***** THE DATA *****

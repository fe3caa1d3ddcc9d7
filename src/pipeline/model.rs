//! Model representation and the per-epoch training step.
//!
//! The numerical algorithm sits behind [`ModelTrainer`]; the pipeline and the
//! distributed trainer only rely on a model being a parameter vector that
//! can be trained one epoch at a time and averaged across partitions.

use ndarray::{Array1, Array2};
use serde::{Deserialize, Serialize};

use crate::config::PipelineConfig;
use crate::error::TrainingError;
use crate::hpo::{ParamValue, Params};

use super::dataset::{Split, StandardScaler};
use super::evaluation;

/// A linear model `y = x·w + b`.
#[derive(Debug, Clone, PartialEq)]
pub struct LinearModel {
    pub weights: Array1<f64>,
    pub bias: f64,
}

impl LinearModel {
    pub fn zeros(n_features: usize) -> Self {
        Self {
            weights: Array1::zeros(n_features),
            bias: 0.0,
        }
    }

    pub fn predict(&self, x: &Array2<f64>) -> Array1<f64> {
        x.dot(&self.weights) + self.bias
    }

    /// Validation RMSE of the model on `split`.
    pub fn loss(&self, split: &Split) -> f64 {
        let predictions = self.predict(&split.x);
        evaluation::rmse(split.y.view(), predictions.view())
    }

    pub fn is_finite(&self) -> bool {
        self.bias.is_finite() && self.weights.iter().all(|w| w.is_finite())
    }
}

/// Serialized form of a trained model, stored in the model registry.
#[derive(Debug, Clone, PartialEq, Serialize, Deserialize)]
pub struct ModelArtifact {
    pub model_type: String,
    pub feature_names: Vec<String>,
    pub weights: Vec<f64>,
    pub bias: f64,
    pub scaler: StandardScaler,
    pub params: Params,
}

impl ModelArtifact {
    pub fn to_bytes(&self) -> Result<Vec<u8>, TrainingError> {
        serde_json::to_vec(self)
            .map_err(|e| TrainingError::Training(format!("failed to serialize model: {}", e)))
    }
}

/// Resolved optimization settings for one training run.
#[derive(Debug, Clone, PartialEq)]
pub struct TrainParams {
    pub learning_rate: f64,
    pub epochs: usize,
    pub l2: f64,
}

impl TrainParams {
    /// Merges job/trial overrides over the pipeline defaults. Unknown keys are
    /// ignored; they are carried as opaque metadata.
    pub fn resolve(overrides: &Params, defaults: &PipelineConfig) -> Result<Self, TrainingError> {
        Self::validate_overrides(overrides)?;
        let learning_rate = overrides
            .get("learning_rate")
            .and_then(ParamValue::as_f64)
            .unwrap_or(defaults.default_learning_rate);
        let epochs = overrides
            .get("epochs")
            .and_then(ParamValue::as_i64)
            .map(|e| e as usize)
            .unwrap_or(defaults.default_epochs);
        let l2 = overrides
            .get("l2")
            .and_then(ParamValue::as_f64)
            .unwrap_or(0.0);
        Ok(Self {
            learning_rate,
            epochs,
            l2,
        })
    }

    /// Checks the types and ranges of the known hyperparameters.
    pub fn validate_overrides(overrides: &Params) -> Result<(), TrainingError> {
        if let Some(value) = overrides.get("learning_rate") {
            match value.as_f64() {
                Some(lr) if lr > 0.0 && lr.is_finite() => {}
                _ => {
                    return Err(TrainingError::Validation(format!(
                        "learning_rate must be a positive number, got {}",
                        value
                    )))
                }
            }
        }
        if let Some(value) = overrides.get("epochs") {
            match value.as_i64() {
                Some(e) if e > 0 => {}
                _ => {
                    return Err(TrainingError::Validation(format!(
                        "epochs must be a positive integer, got {}",
                        value
                    )))
                }
            }
        }
        if let Some(value) = overrides.get("l2") {
            match value.as_f64() {
                Some(l2) if l2 >= 0.0 && l2.is_finite() => {}
                _ => {
                    return Err(TrainingError::Validation(format!(
                        "l2 must be a non-negative number, got {}",
                        value
                    )))
                }
            }
        }
        Ok(())
    }
}

/// One epoch of model fitting.
pub trait ModelTrainer: Send + Sync {
    fn name(&self) -> &'static str;

    /// Starting point for a fit on `train`.
    fn initialize(&self, train: &Split) -> LinearModel;

    /// Runs one epoch over `train`, returning the training MSE.
    fn fit_epoch(
        &self,
        model: &mut LinearModel,
        train: &Split,
        params: &TrainParams,
    ) -> Result<f64, TrainingError>;
}

/// Full-batch gradient descent on squared error with optional L2 penalty.
#[derive(Debug, Clone, Copy, Default)]
pub struct GradientDescentTrainer;

impl ModelTrainer for GradientDescentTrainer {
    fn name(&self) -> &'static str {
        "gradient_descent"
    }

    fn initialize(&self, train: &Split) -> LinearModel {
        let mut model = LinearModel::zeros(train.x.ncols());
        model.bias = train.y.mean().unwrap_or(0.0);
        model
    }

    fn fit_epoch(
        &self,
        model: &mut LinearModel,
        train: &Split,
        params: &TrainParams,
    ) -> Result<f64, TrainingError> {
        if train.is_empty() {
            return Err(TrainingError::Training(
                "cannot fit on an empty partition".to_string(),
            ));
        }
        let n = train.len() as f64;
        let residual = model.predict(&train.x) - &train.y;
        let grad_w = train.x.t().dot(&residual) / n + &model.weights * params.l2;
        let grad_b = residual.sum() / n;

        model.weights.scaled_add(-params.learning_rate, &grad_w);
        model.bias -= params.learning_rate * grad_b;

        if !model.is_finite() {
            return Err(TrainingError::Training(format!(
                "model diverged (learning_rate={})",
                params.learning_rate
            )));
        }
        Ok(residual.mapv(|r| r * r).sum() / n)
    }
}

/// Fits a model on one partition, calling `on_epoch(epoch, validation_rmse)`
/// after every epoch. Returning `false` from the callback aborts the fit
/// with [`TrainingError::Cancelled`].
pub fn fit_partition(
    trainer: &dyn ModelTrainer,
    mut model: LinearModel,
    train: &Split,
    validation: &Split,
    params: &TrainParams,
    mut on_epoch: impl FnMut(usize, f64) -> bool,
) -> Result<LinearModel, TrainingError> {
    for epoch in 0..params.epochs {
        trainer.fit_epoch(&mut model, train, params)?;
        if !on_epoch(epoch, model.loss(validation)) {
            return Err(TrainingError::Cancelled(format!(
                "partition fit stopped after epoch {}",
                epoch
            )));
        }
    }
    Ok(model)
}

*****

▶ [YOUR GOAL]
What is needed is the count of lines in the records that include the word "GradientDescentTrainer", with no other text.

▶ [PROBLEM SOLUTION]
2